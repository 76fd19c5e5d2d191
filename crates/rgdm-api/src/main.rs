//! # rgdm-api: Binary Entry Point
//!
//! Loads `.env`, initializes tracing, connects to Redis, builds the
//! presentation verifier, and serves the API (default port 3500).

use std::sync::Arc;

use anyhow::Context;
use rgdm_api::config::AppConfig;
use rgdm_api::state::AppState;
use rgdm_api::store::RedisStore;
use rgdm_verifier::{
    DynVerifier, EvmRegistryClient, PresentationVerifier, SignatureRegistry, VerifierConfig,
};
use tracing_subscriber::EnvFilter;

#[tokio::main]
async fn main() -> anyhow::Result<()> {
    // A missing .env file is fine; the environment may be set directly.
    let dotenv_loaded = dotenv::dotenv().is_ok();

    let config = AppConfig::from_env().context("loading service configuration")?;
    init_tracing(config.json_logs);
    if dotenv_loaded {
        tracing::debug!("loaded .env");
    }

    let store = RedisStore::connect(&config.redis_url)
        .await
        .context("connecting to Redis")?;

    let verifier = match build_verifier() {
        Ok(verifier) => {
            tracing::info!(trusted_key = %verifier.trusted_key(), "presentation verifier configured");
            Some(Arc::new(verifier))
        }
        Err(e) => {
            tracing::warn!(
                "presentation verifier not configured: {e:#}. Every verification will fail."
            );
            None
        }
    };

    let port = config.port;
    let state = AppState::new(config, Arc::new(store), verifier);
    let app = rgdm_api::app(state).context("building router")?;

    let addr = std::net::SocketAddr::from(([0, 0, 0, 0], port));
    tracing::info!("rgdm API listening on {}", addr);

    let listener = tokio::net::TcpListener::bind(addr).await?;
    axum::serve(listener, app).await?;

    Ok(())
}

fn init_tracing(json: bool) {
    let filter = EnvFilter::try_from_default_env().unwrap_or_else(|_| EnvFilter::new("info"));
    if json {
        tracing_subscriber::fmt().json().with_env_filter(filter).init();
    } else {
        tracing_subscriber::fmt().with_env_filter(filter).init();
    }
}

fn build_verifier() -> anyhow::Result<DynVerifier> {
    let config = VerifierConfig::from_env()?;
    let client = EvmRegistryClient::new(&config)?;
    tracing::info!(
        endpoint = %config.registry_endpoint,
        contract = %client.contract(),
        "registry client configured"
    );
    let registry: Arc<dyn SignatureRegistry> = Arc::new(client);
    Ok(PresentationVerifier::new(registry, config.trusted_issuer_key))
}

## [EXERCISE]
Transcribe, exactly and without additions, the lines of the records above, beginning with the line that contains "filename crates/rgdm-api/src/main.rs" and ending with the line that contains "async fn main()", both included.

## [REPLY]
filename crates/rgdm-api/src/main.rs
//! # rgdm-api: Binary Entry Point
//!
//! Loads `.env`, initializes tracing, connects to Redis, builds the
//! presentation verifier, and serves the API (default port 3500).

use std::sync::Arc;

use anyhow::Context;
use rgdm_api::config::AppConfig;
use rgdm_api::state::AppState;
use rgdm_api::store::RedisStore;
use rgdm_verifier::{
    DynVerifier, EvmRegistryClient, PresentationVerifier, SignatureRegistry, VerifierConfig,
};
use tracing_subscriber::EnvFilter;

#[tokio::main]
async fn main() -> anyhow::Result<()> {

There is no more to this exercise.